- Work item: Give back an exact copy of the lines below, from the first through the line with "two comes first"; please stop there.

- Input data:
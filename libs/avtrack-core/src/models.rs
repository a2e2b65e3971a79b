//! Data models for aircraft, maintenance items and computed statuses
//!
//! Serialized names follow the fleet document format: camelCase fields and
//! upper-case rule/meter identifiers.

use avtrack_common::{DEFAULT_DATE_THRESHOLD_DAYS, DEFAULT_HOUR_THRESHOLDS};
use chrono::{DateTime, FixedOffset};
use serde::{Deserialize, Serialize};
use std::collections::HashMap;

/// Which axes drive an item's due calculation
#[derive(Debug, Clone, Copy, PartialEq, Eq, Hash, Serialize, Deserialize)]
pub enum RuleType {
    /// Calendar interval only
    #[serde(rename = "DATE")]
    Date,
    /// Operating-hour interval only
    #[serde(rename = "HOURS")]
    Hours,
    /// Whichever of the two comes first
    #[serde(rename = "DATE_OR_HOURS")]
    DateOrHours,
}

impl RuleType {
    /// Whether the calendar axis applies to this rule
    #[must_use]
    pub const fn uses_date(self) -> bool {
        matches!(self, Self::Date | Self::DateOrHours)
    }

    /// Whether the hour-meter axis applies to this rule
    #[must_use]
    pub const fn uses_hours(self) -> bool {
        matches!(self, Self::Hours | Self::DateOrHours)
    }
}

/// Hour meter that an hour-based interval is measured against
#[derive(Debug, Clone, Copy, PartialEq, Eq, Hash, Default, Serialize, Deserialize)]
#[serde(rename_all = "UPPERCASE")]
pub enum HourSource {
    #[default]
    Hobbs,
    Tach,
}

/// Which meters an aircraft tracks
#[derive(Debug, Clone, Copy, PartialEq, Eq, Hash, Default, Serialize, Deserialize)]
#[serde(rename_all = "UPPERCASE")]
pub enum HourMode {
    Hobbs,
    Tach,
    #[default]
    Both,
}

/// Evaluated maintenance status, ordered from least to most severe
#[derive(Debug, Clone, Copy, PartialEq, Eq, PartialOrd, Ord, Hash, Serialize, Deserialize)]
pub enum StatusType {
    #[serde(rename = "good")]
    Good,
    #[serde(rename = "due_soon")]
    DueSoon,
    #[serde(rename = "overdue")]
    Overdue,
}

impl StatusType {
    /// Display label shown next to an item
    #[must_use]
    pub const fn label(self) -> &'static str {
        match self {
            Self::Good => "GOOD",
            Self::DueSoon => "DUE SOON",
            Self::Overdue => "OVERDUE",
        }
    }

    /// Presentation color key for the status
    #[must_use]
    pub const fn color(self) -> StatusColor {
        match self {
            Self::Good => StatusColor::Green,
            Self::DueSoon => StatusColor::Yellow,
            Self::Overdue => StatusColor::Red,
        }
    }

    /// Identifier used in stored state and reports
    #[must_use]
    pub const fn as_str(self) -> &'static str {
        match self {
            Self::Good => "good",
            Self::DueSoon => "due_soon",
            Self::Overdue => "overdue",
        }
    }
}

impl std::fmt::Display for StatusType {
    fn fmt(&self, f: &mut std::fmt::Formatter<'_>) -> std::fmt::Result {
        f.write_str(self.label())
    }
}

/// Color key for a status or gauge
#[derive(Debug, Clone, Copy, PartialEq, Eq, Hash, Serialize, Deserialize)]
#[serde(rename_all = "lowercase")]
pub enum StatusColor {
    Green,
    Yellow,
    Red,
}

/// Display colors for each status
#[derive(Debug, Clone, PartialEq, Eq, Serialize, Deserialize)]
#[serde(rename_all = "camelCase")]
pub struct StatusPalette {
    pub status_green: String,
    pub status_yellow: String,
    pub status_red: String,
}

impl StatusPalette {
    /// Resolve the display color for a status
    #[must_use]
    pub fn color_for(&self, status: StatusType) -> &str {
        match status.color() {
            StatusColor::Green => &self.status_green,
            StatusColor::Yellow => &self.status_yellow,
            StatusColor::Red => &self.status_red,
        }
    }
}

impl Default for StatusPalette {
    fn default() -> Self {
        Self {
            status_green: avtrack_common::STATUS_GREEN.to_string(),
            status_yellow: avtrack_common::STATUS_YELLOW.to_string(),
            status_red: avtrack_common::STATUS_RED.to_string(),
        }
    }
}

/// A maintenance task definition
#[derive(Debug, Clone, PartialEq, Serialize, Deserialize)]
#[serde(rename_all = "camelCase")]
pub struct MaintenanceItem {
    /// Opaque unique identifier
    pub id: String,
    /// Display name
    pub name: String,
    /// Which axes drive the due calculation
    pub rule_type: RuleType,
    /// Calendar interval in days
    #[serde(default, skip_serializing_if = "Option::is_none")]
    pub interval_days: Option<u32>,
    /// Operating-hour interval
    #[serde(default, skip_serializing_if = "Option::is_none")]
    pub interval_hours: Option<f64>,
    /// Meter the hour interval is measured against (Hobbs when absent)
    #[serde(default, skip_serializing_if = "Option::is_none")]
    pub hour_source: Option<HourSource>,
    /// ISO-8601 date or timestamp of the last completion
    #[serde(default, skip_serializing_if = "Option::is_none")]
    pub last_completed_at: Option<String>,
    /// Meter reading at the last completion
    #[serde(default, skip_serializing_if = "Option::is_none")]
    pub last_completed_hours: Option<f64>,
    /// Notes from the last completion
    #[serde(default, skip_serializing_if = "Option::is_none")]
    pub notes: Option<String>,
}

impl MaintenanceItem {
    /// Create an item with no intervals or completion markers
    #[must_use]
    pub fn new(id: impl Into<String>, name: impl Into<String>, rule_type: RuleType) -> Self {
        Self {
            id: id.into(),
            name: name.into(),
            rule_type,
            interval_days: None,
            interval_hours: None,
            hour_source: None,
            last_completed_at: None,
            last_completed_hours: None,
            notes: None,
        }
    }

    #[must_use]
    pub fn with_interval_days(mut self, days: u32) -> Self {
        self.interval_days = Some(days);
        self
    }

    #[must_use]
    pub fn with_interval_hours(mut self, hours: f64) -> Self {
        self.interval_hours = Some(hours);
        self
    }

    #[must_use]
    pub fn with_hour_source(mut self, source: HourSource) -> Self {
        self.hour_source = Some(source);
        self
    }

    #[must_use]
    pub fn completed_at(mut self, timestamp: impl Into<String>) -> Self {
        self.last_completed_at = Some(timestamp.into());
        self
    }

    #[must_use]
    pub fn completed_hours(mut self, hours: f64) -> Self {
        self.last_completed_hours = Some(hours);
        self
    }

    #[must_use]
    pub fn with_notes(mut self, notes: impl Into<String>) -> Self {
        self.notes = Some(notes.into());
        self
    }

    /// The meter this item reads, defaulting to Hobbs
    #[must_use]
    pub fn hour_source(&self) -> HourSource {
        self.hour_source.unwrap_or_default()
    }
}

/// Snapshot of the aircraft's meter readings
#[derive(Debug, Clone, PartialEq, Default, Serialize, Deserialize)]
#[serde(rename_all = "camelCase")]
pub struct CurrentHours {
    #[serde(default, skip_serializing_if = "Option::is_none")]
    pub hobbs: Option<f64>,
    #[serde(default, skip_serializing_if = "Option::is_none")]
    pub tach: Option<f64>,
    /// ISO timestamp of when the snapshot was taken
    #[serde(default)]
    pub updated_at: String,
}

impl CurrentHours {
    #[must_use]
    pub fn new(hobbs: Option<f64>, tach: Option<f64>, updated_at: impl Into<String>) -> Self {
        Self {
            hobbs,
            tach,
            updated_at: updated_at.into(),
        }
    }

    /// Reading of the given meter, if recorded
    #[must_use]
    pub const fn reading(&self, source: HourSource) -> Option<f64> {
        match source {
            HourSource::Hobbs => self.hobbs,
            HourSource::Tach => self.tach,
        }
    }
}

/// Per-aircraft warning breakpoints
///
/// Both lists are unordered. A margin at or below any breakpoint is due soon.
#[derive(Debug, Clone, PartialEq, Serialize, Deserialize)]
#[serde(rename_all = "camelCase")]
pub struct Thresholds {
    #[serde(default = "default_date_thresholds")]
    pub date_threshold_days: Vec<u32>,
    #[serde(default = "default_hour_thresholds")]
    pub hour_thresholds: Vec<f64>,
}

fn default_date_thresholds() -> Vec<u32> {
    DEFAULT_DATE_THRESHOLD_DAYS.to_vec()
}

fn default_hour_thresholds() -> Vec<f64> {
    DEFAULT_HOUR_THRESHOLDS.to_vec()
}

impl Thresholds {
    #[must_use]
    pub fn new(date_threshold_days: Vec<u32>, hour_thresholds: Vec<f64>) -> Self {
        Self {
            date_threshold_days,
            hour_thresholds,
        }
    }
}

impl Default for Thresholds {
    fn default() -> Self {
        Self::new(default_date_thresholds(), default_hour_thresholds())
    }
}

/// Engine output for one item; derived on demand, never stored
#[derive(Debug, Clone, PartialEq, Serialize, Deserialize)]
#[serde(rename_all = "camelCase")]
pub struct ComputedStatus {
    pub item: MaintenanceItem,
    pub status: StatusType,
    #[serde(default, skip_serializing_if = "Option::is_none")]
    pub due_date: Option<DateTime<FixedOffset>>,
    #[serde(default, skip_serializing_if = "Option::is_none")]
    pub due_hours: Option<f64>,
    /// Whole days until due; negative when overdue
    #[serde(default, skip_serializing_if = "Option::is_none")]
    pub days_remaining: Option<i64>,
    /// Hours until due; negative when overdue
    #[serde(default, skip_serializing_if = "Option::is_none")]
    pub hours_remaining: Option<f64>,
    pub due_text: String,
    /// Sort key only; higher is more urgent
    pub urgency_score: f64,
}

/// An aircraft with its meters, thresholds and maintenance list
#[derive(Debug, Clone, PartialEq, Serialize, Deserialize)]
#[serde(rename_all = "camelCase")]
pub struct Aircraft {
    pub id: String,
    pub tail: String,
    pub model: String,
    #[serde(default)]
    pub hour_mode: HourMode,
    #[serde(default)]
    pub current: CurrentHours,
    #[serde(default)]
    pub thresholds: Thresholds,
    #[serde(default)]
    pub maintenance_items: Vec<MaintenanceItem>,
}

/// Last notified status per item, owned by the notification planner
#[derive(Debug, Clone, PartialEq, Eq, Default, Serialize, Deserialize)]
#[serde(rename_all = "camelCase")]
pub struct NotificationState {
    #[serde(default)]
    pub last_notified_status: HashMap<String, StatusType>,
    #[serde(default, skip_serializing_if = "Option::is_none")]
    pub last_weekly_digest: Option<String>,
}

/// The whole fleet document
#[derive(Debug, Clone, PartialEq, Serialize, Deserialize)]
#[serde(rename_all = "camelCase")]
pub struct Fleet {
    pub aircraft_list: Vec<Aircraft>,
    pub active_aircraft_id: String,
    #[serde(default)]
    pub notification_state: NotificationState,
    #[serde(default)]
    pub notifications_enabled: bool,
}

- Answer section:
filename libs/avtrack-core/src/models.rs
repository a2e2b65e3971a79b
//! Data models for aircraft, maintenance items and computed statuses
//!
//! Serialized names follow the fleet document format: camelCase fields and
//! upper-case rule/meter identifiers.

use avtrack_common::{DEFAULT_DATE_THRESHOLD_DAYS, DEFAULT_HOUR_THRESHOLDS};
use chrono::{DateTime, FixedOffset};
use serde::{Deserialize, Serialize};
use std::collections::HashMap;

/// Which axes drive an item's due calculation
#[derive(Debug, Clone, Copy, PartialEq, Eq, Hash, Serialize, Deserialize)]
pub enum RuleType {
    /// Calendar interval only
    #[serde(rename = "DATE")]
    Date,
    /// Operating-hour interval only
    #[serde(rename = "HOURS")]
    Hours,
    /// Whichever of the two comes first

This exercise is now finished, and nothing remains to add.